____ Data provided
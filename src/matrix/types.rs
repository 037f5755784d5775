//! Типы матриц и связанные структуры

use std::fmt::Write as _;
use thiserror::Error;

/// Ошибки работы с матрицами на хосте
#[derive(Error, Debug, Clone, PartialEq, Eq)]
pub enum MatrixError {
    #[error("failed to allocate host memory for a {rows}x{cols} matrix ({bytes} bytes)")]
    Allocation { rows: usize, cols: usize, bytes: usize },

    #[error("dimension mismatch: [{a_rows}x{a_cols}] x [{b_rows}x{b_cols}]")]
    ShapeMismatch { a_rows: usize, a_cols: usize, b_rows: usize, b_cols: usize },

    #[error("{len} elements do not form a {rows}x{cols} matrix")]
    LengthMismatch { rows: usize, cols: usize, len: usize },
}

/// Плотная матрица f32, хранимая построчно
///
/// Элемент (r, c) лежит по индексу `r * cols + c`.
#[derive(Debug, Clone, PartialEq)]
pub struct Matrix {
    rows: usize,
    cols: usize,
    data: Vec<f32>,
}

impl Matrix {
    /// Выделяет нулевую матрицу. Нехватка памяти возвращается как ошибка, а не abort.
    pub fn zeros(rows: usize, cols: usize) -> Result<Self, MatrixError> {
        let alloc_error = || MatrixError::Allocation {
            rows,
            cols,
            bytes: rows.saturating_mul(cols).saturating_mul(std::mem::size_of::<f32>()),
        };

        let len = rows.checked_mul(cols).ok_or_else(alloc_error)?;
        let mut data = Vec::new();
        data.try_reserve_exact(len).map_err(|_| alloc_error())?;
        data.resize(len, 0.0);

        Ok(Self { rows, cols, data })
    }

    pub fn from_vec(rows: usize, cols: usize, data: Vec<f32>) -> Result<Self, MatrixError> {
        if rows.checked_mul(cols) != Some(data.len()) {
            return Err(MatrixError::LengthMismatch { rows, cols, len: data.len() });
        }
        Ok(Self { rows, cols, data })
    }

    /// Единичная матрица n x n
    pub fn identity(n: usize) -> Result<Self, MatrixError> {
        let mut m = Self::zeros(n, n)?;
        for i in 0..n {
            m.data[i * n + i] = 1.0;
        }
        Ok(m)
    }

    pub fn rows(&self) -> usize {
        self.rows
    }

    pub fn cols(&self) -> usize {
        self.cols
    }

    pub fn shape(&self) -> (usize, usize) {
        (self.rows, self.cols)
    }

    pub fn len(&self) -> usize {
        self.data.len()
    }

    pub fn is_empty(&self) -> bool {
        self.data.is_empty()
    }

    /// Размер данных в байтах (ровно столько выделяется на устройстве)
    pub fn byte_size(&self) -> usize {
        self.data.len() * std::mem::size_of::<f32>()
    }

    pub fn get(&self, row: usize, col: usize) -> Option<f32> {
        if row < self.rows && col < self.cols {
            Some(self.data[row * self.cols + col])
        } else {
            None
        }
    }

    pub fn as_slice(&self) -> &[f32] {
        &self.data
    }

    pub fn as_mut_slice(&mut self) -> &mut [f32] {
        &mut self.data
    }

    /// Проверяет, что `self * rhs` определено
    pub fn ensure_multipliable(&self, rhs: &Matrix) -> Result<(), MatrixError> {
        if self.cols != rhs.rows {
            return Err(MatrixError::ShapeMismatch {
                a_rows: self.rows,
                a_cols: self.cols,
                b_rows: rhs.rows,
                b_cols: rhs.cols,
            });
        }
        Ok(())
    }

    /// Левый верхний угол n x n для отладочного вывода
    pub fn preview(&self, n: usize) -> String {
        let mut out = String::new();
        for i in 0..n.min(self.rows) {
            for j in 0..n.min(self.cols) {
                let _ = write!(out, "{:.3} ", self.data[i * self.cols + j]);
            }
            if self.cols > n {
                out.push_str("...");
            }
            out.push('\n');
        }
        if self.rows > n {
            out.push_str("...\n");
        }
        out
    }
}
________
▶ _Description of the task_
All of the entries above must be quoted exactly.

▶ _Result for this task_
filename src/matrix/types.rs
repository 037f5755784d5775
//! Типы матриц и связанные структуры

use std::fmt::Write as _;
use thiserror::Error;

/// Ошибки работы с матрицами на хосте
#[derive(Error, Debug, Clone, PartialEq, Eq)]
pub enum MatrixError {
    #[error("failed to allocate host memory for a {rows}x{cols} matrix ({bytes} bytes)")]
    Allocation { rows: usize, cols: usize, bytes: usize },

    #[error("dimension mismatch: [{a_rows}x{a_cols}] x [{b_rows}x{b_cols}]")]
    ShapeMismatch { a_rows: usize, a_cols: usize, b_rows: usize, b_cols: usize },

    #[error("{len} elements do not form a {rows}x{cols} matrix")]
    LengthMismatch { rows: usize, cols: usize, len: usize },
}

/// Плотная матрица f32, хранимая построчно
///
/// Элемент (r, c) лежит по индексу `r * cols + c`.
#[derive(Debug, Clone, PartialEq)]
pub struct Matrix {
    rows: usize,
    cols: usize,
    data: Vec<f32>,
}

impl Matrix {
    /// Выделяет нулевую матрицу. Нехватка памяти возвращается как ошибка, а не abort.
    pub fn zeros(rows: usize, cols: usize) -> Result<Self, MatrixError> {
        let alloc_error = || MatrixError::Allocation {
            rows,
            cols,
            bytes: rows.saturating_mul(cols).saturating_mul(std::mem::size_of::<f32>()),
        };

        let len = rows.checked_mul(cols).ok_or_else(alloc_error)?;
        let mut data = Vec::new();
        data.try_reserve_exact(len).map_err(|_| alloc_error())?;
        data.resize(len, 0.0);

        Ok(Self { rows, cols, data })
    }

    pub fn from_vec(rows: usize, cols: usize, data: Vec<f32>) -> Result<Self, MatrixError> {
        if rows.checked_mul(cols) != Some(data.len()) {
            return Err(MatrixError::LengthMismatch { rows, cols, len: data.len() });
        }
        Ok(Self { rows, cols, data })
    }

    /// Единичная матрица n x n
    pub fn identity(n: usize) -> Result<Self, MatrixError> {
        let mut m = Self::zeros(n, n)?;
        for i in 0..n {
            m.data[i * n + i] = 1.0;
        }
        Ok(m)
    }

    pub fn rows(&self) -> usize {
        self.rows
    }

    pub fn cols(&self) -> usize {
        self.cols
    }

    pub fn shape(&self) -> (usize, usize) {
        (self.rows, self.cols)
    }

    pub fn len(&self) -> usize {
        self.data.len()
    }

    pub fn is_empty(&self) -> bool {
        self.data.is_empty()
    }

    /// Размер данных в байтах (ровно столько выделяется на устройстве)
    pub fn byte_size(&self) -> usize {
        self.data.len() * std::mem::size_of::<f32>()
    }

    pub fn get(&self, row: usize, col: usize) -> Option<f32> {
        if row < self.rows && col < self.cols {
            Some(self.data[row * self.cols + col])
        } else {
            None
        }
    }

    pub fn as_slice(&self) -> &[f32] {
        &self.data
    }

    pub fn as_mut_slice(&mut self) -> &mut [f32] {
        &mut self.data
    }

    /// Проверяет, что `self * rhs` определено
    pub fn ensure_multipliable(&self, rhs: &Matrix) -> Result<(), MatrixError> {
        if self.cols != rhs.rows {
            return Err(MatrixError::ShapeMismatch {
                a_rows: self.rows,
                a_cols: self.cols,
                b_rows: rhs.rows,
                b_cols: rhs.cols,
            });
        }
        Ok(())
    }

    /// Левый верхний угол n x n для отладочного вывода
    pub fn preview(&self, n: usize) -> String {
        let mut out = String::new();
        for i in 0..n.min(self.rows) {
            for j in 0..n.min(self.cols) {
                let _ = write!(out, "{:.3} ", self.data[i * self.cols + j]);
            }
            if self.cols > n {
                out.push_str("...");
            }
            out.push('\n');
        }
        if self.rows > n {
            out.push_str("...\n");
        }
        out
    }
}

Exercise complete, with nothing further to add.